A peek inside Guadalajara’s most exclusive country clubs

Given the U.S. media’s relentless fixation on cartel violence and desperate Latinos seeking a better life north of the border, most Americans have no idea how much wealth exists in Mexico today. 

As a foreigner living in Jalisco for the past four years, I’ve been privy to the lifestyles of Mexico’s super-rich, simply because I love to play tennis.  

GCC tennis courts
Guadalajara Country Club’s covered tennis courts are the ultimate luxury for sun-phobic local players. (Dawn Stoner)

Below, I share what it’s like inside the heavily gated walls of two exclusive country clubs in Guadalajara. And I’d like to state up front that my intention isn’t to validate how these locals live, but to give our readers a more accurate portrait of modern Mexico.

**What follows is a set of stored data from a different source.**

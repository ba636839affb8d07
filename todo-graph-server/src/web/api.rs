use std::sync::Arc;

use axum::{Json, Router, routing::get};
use serde::{Deserialize, Serialize};
use utoipa::{OpenApi, ToSchema};

use crate::todo::TodoState;
use crate::todo::api::v1;

/// Error body returned by every JSON endpoint.
#[derive(Debug, Serialize, Deserialize, ToSchema)]
pub struct ErrorResponse {
    /// Human readable error message
    error: String,
}

impl ErrorResponse {
    pub fn new(error: String) -> Self {
        Self { error }
    }

    pub fn error(&self) -> &str {
        &self.error
    }
}

#[derive(OpenApi)]
#[openapi(
    info(title = "Todo Graph API", description = "Todos with dependencies and their schedule"),
    paths(
        v1::get_todos_handler,
        v1::create_todo_handler,
        v1::delete_todo_handler,
        v1::get_schedule_handler,
    ),
    components(schemas(
        v1::TodoJson,
        v1::TodoRecordJson,
        v1::DependencyJson,
        v1::DependentJson,
        v1::CreateTodoRequest,
        v1::ScheduleJson,
        ErrorResponse,
    )),
    tags((name = "Todos", description = "Todo and dependency management"))
)]
pub struct ApiDoc;

async fn openapi_handler() -> Json<utoipa::openapi::OpenApi> {
    Json(ApiDoc::openapi())
}

/// Creates the API routes for JSON API endpoints.
pub fn create_api_router(todo_state: Arc<TodoState>) -> Router {
    Router::new()
        .nest("/api/v1", v1::create_api_router(todo_state))
        .route("/api-docs/openapi.json", get(openapi_handler))
}

#[cfg(test)]
mod tests {
    use super::*;

    #[test]
    fn can_serialize_error_response() {
        let response = ErrorResponse::new("Todo not found".to_string());

        assert_eq!(response.error(), "Todo not found");
        assert_eq!(
            serde_json::to_value(&response).unwrap(),
            serde_json::json!({ "error": "Todo not found" })
        );
    }

    #[test]
    fn can_document_every_todo_endpoint() {
        let doc = ApiDoc::openapi();

        let paths: Vec<&str> = doc.paths.paths.keys().map(String::as_str).collect();
        assert_eq!(
            paths,
            vec![
                "/api/v1/todos",
                "/api/v1/todos/schedule",
                "/api/v1/todos/{id}"
            ]
        );
    }
}
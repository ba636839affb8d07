use crate::todo::{
    DependencyLink, NewTodo, Todo, TodoService, TodoServiceError, TodoState, TodoWithDependencies,
    parse_due_date,
};
use crate::web::api::ErrorResponse;
use axum::{
    Router,
    extract::{Path, State, rejection::JsonRejection},
    http::StatusCode,
    response::Json,
    routing::{delete, get},
};
use chrono::{DateTime, Utc};
use serde::{Deserialize, Serialize};
use std::collections::BTreeMap;
use std::sync::Arc;
use todo_graph::Schedule;
use utoipa::ToSchema;

type ApiError = (StatusCode, Json<ErrorResponse>);

/// JSON representation of a Todo without its edges.
#[derive(Debug, Serialize, ToSchema)]
#[serde(rename_all = "camelCase")]
pub struct TodoJson {
    /// Unique identifier for the todo
    id: u32,
    title: String,
    due_date: Option<DateTime<Utc>>,
    image_url: Option<String>,
    created_at: DateTime<Utc>,
}

impl From<&Todo> for TodoJson {
    fn from(todo: &Todo) -> Self {
        Self {
            id: todo.id(),
            title: todo.title().to_string(),
            due_date: todo.due_date(),
            image_url: todo.image_url().map(str::to_string),
            created_at: todo.created_at(),
        }
    }
}

/// An edge to a todo this one depends on.
#[derive(Debug, Serialize, ToSchema)]
#[serde(rename_all = "camelCase")]
pub struct DependencyJson {
    id: u32,
    todo_id: u32,
    depends_on_id: u32,
    /// The todo that must happen first
    depends_on: TodoJson,
}

impl From<&DependencyLink> for DependencyJson {
    fn from(link: &DependencyLink) -> Self {
        Self {
            id: link.id(),
            todo_id: link.todo_id(),
            depends_on_id: link.depends_on_id(),
            depends_on: TodoJson::from(link.other()),
        }
    }
}

/// An edge from a todo that depends on this one.
#[derive(Debug, Serialize, ToSchema)]
#[serde(rename_all = "camelCase")]
pub struct DependentJson {
    id: u32,
    todo_id: u32,
    depends_on_id: u32,
    /// The dependent todo
    todo: TodoJson,
}

impl From<&DependencyLink> for DependentJson {
    fn from(link: &DependencyLink) -> Self {
        Self {
            id: link.id(),
            todo_id: link.todo_id(),
            depends_on_id: link.depends_on_id(),
            todo: TodoJson::from(link.other()),
        }
    }
}

/// JSON representation of a Todo with its edges in both directions.
#[derive(Debug, Serialize, ToSchema)]
#[serde(rename_all = "camelCase")]
pub struct TodoRecordJson {
    id: u32,
    title: String,
    due_date: Option<DateTime<Utc>>,
    image_url: Option<String>,
    created_at: DateTime<Utc>,
    /// Todos this one depends on
    my_dependencies: Vec<DependencyJson>,
    /// Todos that depend on this one
    depends_on_me: Vec<DependentJson>,
}

impl From<&TodoWithDependencies> for TodoRecordJson {
    fn from(record: &TodoWithDependencies) -> Self {
        let todo = record.todo();
        Self {
            id: todo.id(),
            title: todo.title().to_string(),
            due_date: todo.due_date(),
            image_url: todo.image_url().map(str::to_string),
            created_at: todo.created_at(),
            my_dependencies: record
                .dependencies()
                .iter()
                .map(DependencyJson::from)
                .collect(),
            depends_on_me: record.dependents().iter().map(DependentJson::from).collect(),
        }
    }
}

/// Request body for creating a todo.
#[derive(Debug, Deserialize, ToSchema)]
#[serde(rename_all = "camelCase")]
pub struct CreateTodoRequest {
    #[serde(default)]
    title: Option<String>,
    /// RFC 3339 datetime, or an ISO datetime or date without offset taken as UTC
    #[serde(default)]
    due_date: Option<String>,
    /// IDs of the todos the new one depends on
    #[serde(default)]
    dependencies: Option<Vec<u32>>,
    #[serde(default)]
    image_url: Option<String>,
}

/// Topological order of all todos and their earliest start times.
#[derive(Debug, Serialize, ToSchema)]
#[serde(rename_all = "camelCase")]
pub struct ScheduleJson {
    order: Vec<u32>,
    /// The order rendered as `1 -> 2 -> 3`
    critical_path: String,
    earliest_start: BTreeMap<u32, DateTime<Utc>>,
}

impl From<&Schedule> for ScheduleJson {
    fn from(schedule: &Schedule) -> Self {
        Self {
            order: schedule.order().iter().map(|id| id.get()).collect(),
            critical_path: schedule.critical_path(),
            earliest_start: schedule
                .order()
                .iter()
                .filter_map(|id| schedule.earliest_start(*id).map(|start| (id.get(), start)))
                .collect(),
        }
    }
}

fn error_response(status: StatusCode, message: impl Into<String>) -> ApiError {
    (status, Json(ErrorResponse::new(message.into())))
}

/// Handler for GET /api/v1/todos - Returns all todos with their edges, newest first.
#[tracing::instrument(skip(state))]
#[utoipa::path(
    get,
    path = "/api/v1/todos",
    responses(
        (status = 200, description = "Successfully retrieved todos", body = [TodoRecordJson]),
        (status = 500, description = "Internal server error", body = ErrorResponse)
    ),
    tag = "Todos"
)]
pub async fn get_todos_handler(
    State(state): State<Arc<TodoState>>,
) -> Result<Json<Vec<TodoRecordJson>>, ApiError> {
    let service = TodoService::new(&state.db);

    match service.get_all_todos().await {
        Ok(todos) => Ok(Json(todos.iter().map(TodoRecordJson::from).collect())),
        Err(err) => {
            tracing::error!("Failed to get todos: {}", err);
            Err(error_response(
                StatusCode::INTERNAL_SERVER_ERROR,
                "Error fetching todos",
            ))
        }
    }
}

/// Handler for POST /api/v1/todos - Creates a todo with its dependency edges.
#[tracing::instrument(skip(state))]
#[utoipa::path(
    post,
    path = "/api/v1/todos",
    request_body = CreateTodoRequest,
    responses(
        (status = 201, description = "Todo created", body = TodoRecordJson),
        (status = 400, description = "Malformed body, missing title, invalid due date or unknown dependency", body = ErrorResponse),
        (status = 422, description = "Dependencies would create a cycle", body = ErrorResponse),
        (status = 500, description = "Internal server error", body = ErrorResponse)
    ),
    tag = "Todos"
)]
pub async fn create_todo_handler(
    State(state): State<Arc<TodoState>>,
    payload: Result<Json<CreateTodoRequest>, JsonRejection>,
) -> Result<(StatusCode, Json<TodoRecordJson>), ApiError> {
    let Json(request) = payload.map_err(|rejection| {
        tracing::warn!("Rejected todo request body: {}", rejection.body_text());
        error_response(rejection.status(), "Invalid request body")
    })?;
    let title = request.title.unwrap_or_default();
    if title.trim().is_empty() {
        return Err(error_response(StatusCode::BAD_REQUEST, "Title is required"));
    }
    let due_date = parse_due_date(request.due_date.as_deref().unwrap_or_default())
        .map_err(|_| error_response(StatusCode::BAD_REQUEST, "Invalid due date"))?;

    let new_todo = NewTodo {
        title,
        due_date,
        dependencies: request.dependencies.unwrap_or_default(),
        image_url: request.image_url.filter(|url| !url.is_empty()),
    };

    let service = TodoService::new(&state.db);
    match service.create_todo(new_todo).await {
        Ok(created) => Ok((StatusCode::CREATED, Json(TodoRecordJson::from(&created)))),
        Err(TodoServiceError::EmptyTitle) => {
            Err(error_response(StatusCode::BAD_REQUEST, "Title is required"))
        }
        Err(TodoServiceError::UnknownDependency(id)) => Err(error_response(
            StatusCode::BAD_REQUEST,
            format!("Unknown dependency {}", id),
        )),
        Err(TodoServiceError::CircularDependency) => Err(error_response(
            StatusCode::UNPROCESSABLE_ENTITY,
            "Circular dependency detected",
        )),
        Err(err) => {
            tracing::error!("Failed to create todo: {}", err);
            Err(error_response(
                StatusCode::INTERNAL_SERVER_ERROR,
                "Error creating todo",
            ))
        }
    }
}

/// Handler for DELETE /api/v1/todos/{id} - Deletes a todo and its edges.
#[tracing::instrument(skip(state))]
#[utoipa::path(
    delete,
    path = "/api/v1/todos/{id}",
    params(
        ("id" = u32, Path, description = "ID of the todo to delete")
    ),
    responses(
        (status = 204, description = "Todo deleted"),
        (status = 404, description = "Todo not found", body = ErrorResponse),
        (status = 500, description = "Internal server error", body = ErrorResponse)
    ),
    tag = "Todos"
)]
pub async fn delete_todo_handler(
    State(state): State<Arc<TodoState>>,
    Path(id): Path<u32>,
) -> Result<StatusCode, ApiError> {
    let service = TodoService::new(&state.db);

    match service.delete_todo_by_id(id).await {
        Ok(_) => Ok(StatusCode::NO_CONTENT),
        Err(TodoServiceError::TodoNotFound(_)) => {
            Err(error_response(StatusCode::NOT_FOUND, "Todo not found"))
        }
        Err(err) => {
            tracing::error!("Failed to delete todo {}: {}", id, err);
            Err(error_response(
                StatusCode::INTERNAL_SERVER_ERROR,
                "Error deleting todo",
            ))
        }
    }
}

/// Handler for GET /api/v1/todos/schedule - Returns the critical path and earliest starts.
#[tracing::instrument(skip(state))]
#[utoipa::path(
    get,
    path = "/api/v1/todos/schedule",
    responses(
        (status = 200, description = "Schedule of all todos", body = ScheduleJson),
        (status = 500, description = "Internal server error", body = ErrorResponse)
    ),
    tag = "Todos"
)]
pub async fn get_schedule_handler(
    State(state): State<Arc<TodoState>>,
) -> Result<Json<ScheduleJson>, ApiError> {
    let service = TodoService::new(&state.db);

    let graph = service.get_dependency_graph().await.map_err(|err| {
        tracing::error!("Failed to load dependency graph: {}", err);
        error_response(StatusCode::INTERNAL_SERVER_ERROR, "Error fetching todos")
    })?;

    match Schedule::compute(&graph) {
        Ok(schedule) => Ok(Json(ScheduleJson::from(&schedule))),
        Err(err) => {
            tracing::error!("Stored dependency graph is invalid: {}", err);
            Err(error_response(
                StatusCode::INTERNAL_SERVER_ERROR,
                "Dependency graph contains a cycle",
            ))
        }
    }
}

/// Creates and returns the todos API router.
pub fn create_api_router(state: Arc<TodoState>) -> Router {
    Router::new()
        .route("/todos", get(get_todos_handler).post(create_todo_handler))
        .route("/todos/schedule", get(get_schedule_handler))
        .route("/todos/{id}", delete(delete_todo_handler))
        .with_state(state)
}
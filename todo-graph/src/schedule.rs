use std::collections::HashMap;

use chrono::{DateTime, Utc};

use crate::graph::{DependencyGraph, GraphError, TodoId};

/// Topological order of a graph together with each todo's earliest start.
#[derive(Debug, Clone, PartialEq, Eq)]
pub struct Schedule {
    order: Vec<TodoId>,
    earliest_start: HashMap<TodoId, DateTime<Utc>>,
}

impl Schedule {
    /// Computes the schedule in one pass over the topological order.
    ///
    /// A todo's earliest start is the latest due date among its direct
    /// dependencies, or the Unix epoch when it has none (dependencies without
    /// a due date count as the epoch too).
    #[tracing::instrument(skip(graph), fields(nodes = graph.node_count()))]
    pub fn compute(graph: &DependencyGraph) -> Result<Self, GraphError> {
        let order = graph.topological_order()?;
        let mut earliest_start = HashMap::with_capacity(order.len());

        for &node in &order {
            let start = graph
                .dependencies_of(node)
                .into_iter()
                .filter_map(|dependency| graph.due_date(dependency))
                .fold(DateTime::<Utc>::UNIX_EPOCH, |latest, due| latest.max(due));
            earliest_start.insert(node, start);
        }

        Ok(Self {
            order,
            earliest_start,
        })
    }

    pub fn order(&self) -> &[TodoId] {
        &self.order
    }

    /// Earliest start of a todo, or `None` if it was not in the graph.
    pub fn earliest_start(&self, id: TodoId) -> Option<DateTime<Utc>> {
        self.earliest_start.get(&id).copied()
    }

    /// The order rendered as `1 -> 2 -> 3`.
    pub fn critical_path(&self) -> String {
        self.order
            .iter()
            .map(TodoId::to_string)
            .collect::<Vec<_>>()
            .join(" -> ")
    }
}
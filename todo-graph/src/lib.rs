//! Dependency graph and scheduling for todo items.
//!
//! - [`graph`] holds the directed graph of todo ids with cycle detection and
//!   a deterministic topological order.
//! - [`schedule`] derives an earliest-start timestamp per todo from that order.
//!
//! Both are plain values rebuilt from the current todo set; nothing here
//! performs I/O.

pub mod graph;
pub mod schedule;

pub use graph::{DependencyGraph, GraphError, TodoId, TodoNode};
pub use schedule::Schedule;
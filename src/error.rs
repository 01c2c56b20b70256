use thiserror::Error;

/// Errors raised by a transform delegate.
///
/// The engine never produces these itself; it forwards whatever its delegate returns.
#[derive(Debug, Clone, Copy, PartialEq, Eq, Error)]
pub enum Error {
    /// The delegate was asked to transform a zero-length sequence.
    #[error("cannot transform an empty sequence")]
    EmptyInput,

    /// The input and output sequences have different lengths.
    #[error("length mismatch: expected {expected}, got {actual}")]
    LengthMismatch { expected: usize, actual: usize },
}

/// Result type used throughout this crate.
pub type Result<T> = core::result::Result<T, Error>;
use num_traits::{Float, FloatConst, FromPrimitive, NumAssign};
use rustfft::FftNum;

/// Floating-point types that can be transformed.
///
/// Implemented for every type satisfying the bounds, which in practice means `f32` and `f64`.
pub trait FftFloat: Float + FloatConst + FromPrimitive + NumAssign + Default + FftNum {}
impl<T> FftFloat for T where T: Float + FloatConst + FromPrimitive + NumAssign + Default + FftNum {}
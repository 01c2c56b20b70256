use clap::{value_t, App, Arg};
use fourier_matrix::{create_engine, Normalization};
use ndarray::Array2;
use num_complex::Complex;
use rand::{distributions::Standard, Rng};

fn main() {
    let matches = App::new("matrix-prof")
        .arg(Arg::with_name("rows").takes_value(true).required(true))
        .arg(Arg::with_name("cols").takes_value(true).required(true))
        .arg(
            Arg::with_name("operation")
                .long("operation")
                .takes_value(true)
                .possible_values(&["fwd1d", "fwd1d-real", "inv1d", "fwd2d", "fwd2d-real", "inv2d"])
                .default_value("fwd2d"),
        )
        .arg(
            Arg::with_name("normalization")
                .long("normalization")
                .takes_value(true)
                .possible_values(&["backward", "unscaled", "ortho"])
                .default_value("backward"),
        )
        .get_matches();

    let rows = value_t!(matches, "rows", usize).unwrap_or_else(|e| e.exit());
    let cols = value_t!(matches, "cols", usize).unwrap_or_else(|e| e.exit());
    let normalization = match matches.value_of("normalization") {
        Some("unscaled") => Normalization::Unscaled,
        Some("ortho") => Normalization::Ortho,
        _ => Normalization::Backward,
    };
    let mut engine = create_engine::<f32>(normalization);

    let mut rng = rand::thread_rng();
    let input: Array2<Complex<f32>> = Array2::from_shape_fn((rows, cols), |_| {
        Complex::new(rng.sample(Standard), rng.sample(Standard))
    });
    let real = input.mapv(|z| z.re);

    let operation = matches.value_of("operation").unwrap_or("fwd2d");
    loop {
        let result = match operation {
            "fwd1d" => engine.fwd1d(&input),
            "fwd1d-real" => engine.fwd1d_real(&real),
            "inv1d" => engine.inv1d(&input),
            "fwd2d-real" => engine.fwd2d_real(&real),
            "inv2d" => engine.inv2d(&input),
            _ => engine.fwd2d(&input),
        };
        if let Err(error) = result {
            eprintln!("matrix-prof: {}", error);
            std::process::exit(1);
        }
    }
}
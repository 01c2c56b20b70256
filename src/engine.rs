//! Column-wise and two-dimensional transforms of matrices.
//!
//! Every operation reads an `m x n` matrix and returns a newly allocated `m x n` matrix.  The 1D
//! operations transform each column independently.  The 2D operations are composed of two 1D
//! passes separated by transposes:
//!
//! ```text
//! fwd2d(X) = transpose(fwd1d(transpose(fwd1d(X))))
//! inv2d(Y) = transpose(inv1d(transpose(inv1d(Y))))
//! ```

use core::marker::PhantomData;
use crate::delegate::{Delegate, RustFftDelegate};
use crate::error::Result;
use crate::float::FftFloat;
use crate::transform::Normalization;
use ndarray::{aview1, Array2, ArrayBase, Data, Ix2};
use num_complex::Complex;

/// Applies a 1D [`Delegate`] along the columns of a matrix.
///
/// The engine owns its delegate and holds no other state.  Operations take `&mut self` because
/// the delegate may reuse internal buffers; share an engine between threads only behind a lock.
///
/// ```
/// use fourier_matrix::TransformEngine;
/// use ndarray::array;
///
/// let mut engine = TransformEngine::<f64>::new();
/// let x = array![[1.0, 2.0], [3.0, 4.0]];
/// let y = engine.fwd2d_real(&x).unwrap();
/// assert!((y[[0, 0]].re - 10.0).abs() < 1e-12);
/// ```
#[derive(Debug)]
pub struct TransformEngine<T, D = RustFftDelegate<T>>
where
    T: FftFloat,
    D: Delegate<Real = T>,
{
    delegate: D,
    phantom_data: PhantomData<T>,
}

impl<T: FftFloat> TransformEngine<T> {
    /// Create an engine backed by a [`RustFftDelegate`] with the default normalization.
    pub fn new() -> Self {
        Self::with_delegate(RustFftDelegate::new())
    }
}

impl<T, D> Default for TransformEngine<T, D>
where
    T: FftFloat,
    D: Delegate<Real = T> + Default,
{
    fn default() -> Self {
        Self::with_delegate(D::default())
    }
}

impl<T, D> TransformEngine<T, D>
where
    T: FftFloat,
    D: Delegate<Real = T>,
{
    /// Create an engine that delegates to the provided 1D transform.
    pub fn with_delegate(delegate: D) -> Self {
        Self {
            delegate,
            phantom_data: PhantomData,
        }
    }

    /// Returns a reference to the delegate.
    pub fn delegate(&self) -> &D {
        &self.delegate
    }

    /// Consumes the engine, returning its delegate.
    pub fn into_delegate(self) -> D {
        self.delegate
    }

    /// The scaling convention of the delegate.
    pub fn normalization(&self) -> Normalization {
        self.delegate.normalization()
    }

    /// Forward transform of each column of a real matrix.
    pub fn fwd1d_real<S>(&mut self, x: &ArrayBase<S, Ix2>) -> Result<Array2<Complex<T>>>
    where
        S: Data<Elem = T>,
    {
        self.columnwise(x, |delegate, input, output| {
            delegate.forward_real(input, output)
        })
    }

    /// Forward transform of each column of a complex matrix.
    pub fn fwd1d<S>(&mut self, x: &ArrayBase<S, Ix2>) -> Result<Array2<Complex<T>>>
    where
        S: Data<Elem = Complex<T>>,
    {
        self.columnwise(x, |delegate, input, output| delegate.forward(input, output))
    }

    /// Inverse transform of each column of a complex matrix.
    ///
    /// The result stays complex even if the spectrum came from a real matrix.
    pub fn inv1d<S>(&mut self, y: &ArrayBase<S, Ix2>) -> Result<Array2<Complex<T>>>
    where
        S: Data<Elem = Complex<T>>,
    {
        self.columnwise(y, |delegate, input, output| delegate.inverse(input, output))
    }

    /// Forward 2D transform of a complex matrix.
    pub fn fwd2d<S>(&mut self, x: &ArrayBase<S, Ix2>) -> Result<Array2<Complex<T>>>
    where
        S: Data<Elem = Complex<T>>,
    {
        let t = self.fwd1d(x)?.reversed_axes();
        Ok(self.fwd1d(&t)?.reversed_axes())
    }

    /// Forward 2D transform of a real matrix.
    ///
    /// Equivalent to [`fwd2d`](Self::fwd2d) on the matrix promoted to complex.
    pub fn fwd2d_real<S>(&mut self, x: &ArrayBase<S, Ix2>) -> Result<Array2<Complex<T>>>
    where
        S: Data<Elem = T>,
    {
        let t = self.fwd1d_real(x)?.reversed_axes();
        Ok(self.fwd1d(&t)?.reversed_axes())
    }

    /// Inverse 2D transform of a complex matrix.
    pub fn inv2d<S>(&mut self, y: &ArrayBase<S, Ix2>) -> Result<Array2<Complex<T>>>
    where
        S: Data<Elem = Complex<T>>,
    {
        let t = self.inv1d(y)?.reversed_axes();
        Ok(self.inv1d(&t)?.reversed_axes())
    }

    // Copies each column into a contiguous buffer, so any memory order is accepted.
    fn columnwise<A, S, F>(
        &mut self,
        x: &ArrayBase<S, Ix2>,
        mut apply: F,
    ) -> Result<Array2<Complex<T>>>
    where
        A: Copy,
        S: Data<Elem = A>,
        F: FnMut(&mut D, &[A], &mut [Complex<T>]) -> Result<()>,
    {
        let (rows, cols) = x.dim();
        let mut y = Array2::zeros((rows, cols));
        let mut input = Vec::with_capacity(rows);
        let mut output = vec![Complex::default(); rows];
        for (column, mut out) in x.columns().into_iter().zip(y.columns_mut()) {
            input.clear();
            input.extend(column.iter().copied());
            apply(&mut self.delegate, &input, &mut output)?;
            out.assign(&aview1(&output));
        }
        Ok(y)
    }
}
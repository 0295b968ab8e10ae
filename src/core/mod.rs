// Core algorithm exports
pub mod batch;
pub mod matcher;
pub mod priority;
pub mod ranker;
pub mod scoring;
pub mod skills;
pub mod weights;

pub use batch::{BatchMatchingOrchestrator, BatchSummary, LevelCounts};
pub use matcher::{match_quality, DeveloperTicketMatcher};
pub use priority::{priority_level, TicketPrioritizer};
pub use ranker::MatchRanker;
pub use scoring::{score_availability, score_rating};
pub use skills::match_skills;
pub use weights::{
    AvailabilityScores, BudgetWeights, ComplexityWeights, EngineConfig, MatchThresholds,
    MatchWeights, PriorityThresholds, PriorityWeights, RatingScale, UrgencyWeights,
};
use crate::core::{
    matcher::DeveloperTicketMatcher,
    priority::TicketPrioritizer,
    weights::EngineConfig,
};
use crate::models::{Developer, DeveloperMatch, Ticket, TicketWithMatches};

/// Ranks developers for a single ticket
///
/// # Pipeline Stages
/// 1. Ticket prioritization
/// 2. Per-developer scoring
/// 3. FAIR-threshold filter (skipped in expand-search mode)
/// 4. Stable sort by match score, highest first
///
/// Unlike the batch path, `rank` never falls back to the unfiltered list:
/// a ticket with no qualifying developer gets an empty match list.
#[derive(Debug, Clone)]
pub struct MatchRanker {
    prioritizer: TicketPrioritizer,
    matcher: DeveloperTicketMatcher,
    fair_threshold: u32,
}

impl MatchRanker {
    pub fn new(config: EngineConfig) -> Self {
        Self {
            prioritizer: TicketPrioritizer::new(config.priority),
            matcher: DeveloperTicketMatcher::new(config),
            fair_threshold: config.thresholds.fair,
        }
    }

    pub fn with_default_weights() -> Self {
        Self::new(EngineConfig::default())
    }

    pub fn prioritizer(&self) -> &TicketPrioritizer {
        &self.prioritizer
    }

    pub fn matcher(&self) -> &DeveloperTicketMatcher {
        &self.matcher
    }

    pub fn fair_threshold(&self) -> u32 {
        self.fair_threshold
    }

    pub fn rank(
        &self,
        ticket: &Ticket,
        developers: &[Developer],
        expand_search: bool,
    ) -> TicketWithMatches {
        let priority = self.prioritizer.prioritize(ticket);
        let mut matches = self.score_all(ticket, developers);

        if !expand_search {
            let before = matches.len();
            matches.retain(|m| m.match_score >= self.fair_threshold);
            tracing::debug!(
                "Ticket {}: {} of {} developers above threshold {}",
                ticket.id,
                matches.len(),
                before,
                self.fair_threshold
            );
        }

        TicketWithMatches {
            ticket: ticket.clone(),
            priority_score: priority.priority_score,
            priority_level: priority.priority_level,
            matches,
            fallback_applied: false,
        }
    }

    /// Rank and keep at most `limit` matches
    pub fn top_matches(
        &self,
        ticket: &Ticket,
        developers: &[Developer],
        expand_search: bool,
        limit: usize,
    ) -> TicketWithMatches {
        let mut result = self.rank(ticket, developers, expand_search);
        result.matches.truncate(limit);
        result
    }

    /// Best qualifying developer for a ticket, if any clears the threshold
    pub fn best_match(&self, ticket: &Ticket, developers: &[Developer]) -> Option<DeveloperMatch> {
        self.rank(ticket, developers, false).matches.into_iter().next()
    }

    /// Score every developer against the ticket, sorted but unfiltered
    pub fn score_all(&self, ticket: &Ticket, developers: &[Developer]) -> Vec<DeveloperMatch> {
        let mut matches: Vec<DeveloperMatch> = developers
            .iter()
            .map(|developer| self.matcher.match_developer(developer, ticket))
            .collect();

        sort_matches(&mut matches);
        matches
    }
}

impl Default for MatchRanker {
    fn default() -> Self {
        Self::with_default_weights()
    }
}

/// Sort matches by score (descending); `sort_by` is stable so ties keep input order
pub fn sort_matches(matches: &mut [DeveloperMatch]) {
    matches.sort_by(|a, b| b.match_score.cmp(&a.match_score));
}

How a gringa like me gained access to Guadalajara’s top private clubs

I’ve been playing competitive tennis since I was 13. Throughout my life, this sport has offered me a way to stay fit doing something I love, with the added benefit of finding a social circle in every new city I’ve moved to. 

Back in the U.S., I never needed to join a hoity-toity club to play tennis. But in Mexico, public tennis courts are practically non-existent, so joining a club is essential if you want to play regularly. 

In 2023, my husband and I joined Club de la Colina, and I began playing in the city’s women’s leagues. With matches scheduled at different private clubs all over Guadalajara, I gained access to a world rarely seen or spoken about.  

Guadalajara Country Club: Where the city’s old money comes to play

The grande dame of private sports clubs — the Guadalajara Country Club — was established in 1909. These days, GCC offers an oasis of calm amid the chaotic urban sprawl of Guadalajara, at least for the lucky few able to get inside.

To locals, GCC is known as the place where the city’s old money comes to exercise, socialize and relax. 

Equestrian ring at GCC
The equestrian ring at Guadalajara Country Club feels far away from the concrete jungle just outside the club’s gates. (Dawn Stoner)

Like a glass of Champagne, I’ve found GCC members to be effortlessly classy. These aren’t Mexico’s strivers or go-getters. Having already reached the pinnacle of Mexican society, they project a breezy self-confidence that comes only from living without a care in the world.

As for the rest of us, there are only two ways to visit GCC — being invited by a current member or participating in one of the club’s events. Failing that, you will hit a proverbial brick wall attempting to enter. 

The facilities

A few springs ago, I was assigned to play at GCC for a weekly doubles league. At a time of day when most city residents were headed to work, I’d stroll past the club’s equestrian ring on my way to the courts. Most mornings, there would be a handful of riders gliding effortlessly around the ring on sleek, chestnut thoroughbreds, surrounded by blooming Jacarandas. 

The club’s red clay courts are always in pristine condition. After each use, they’re swept by a ball kid and watered by maintenance staff, even in the dry season. For a gringo used to having no assistance whatsoever on a tennis court, even in college competition, this was an adjustment.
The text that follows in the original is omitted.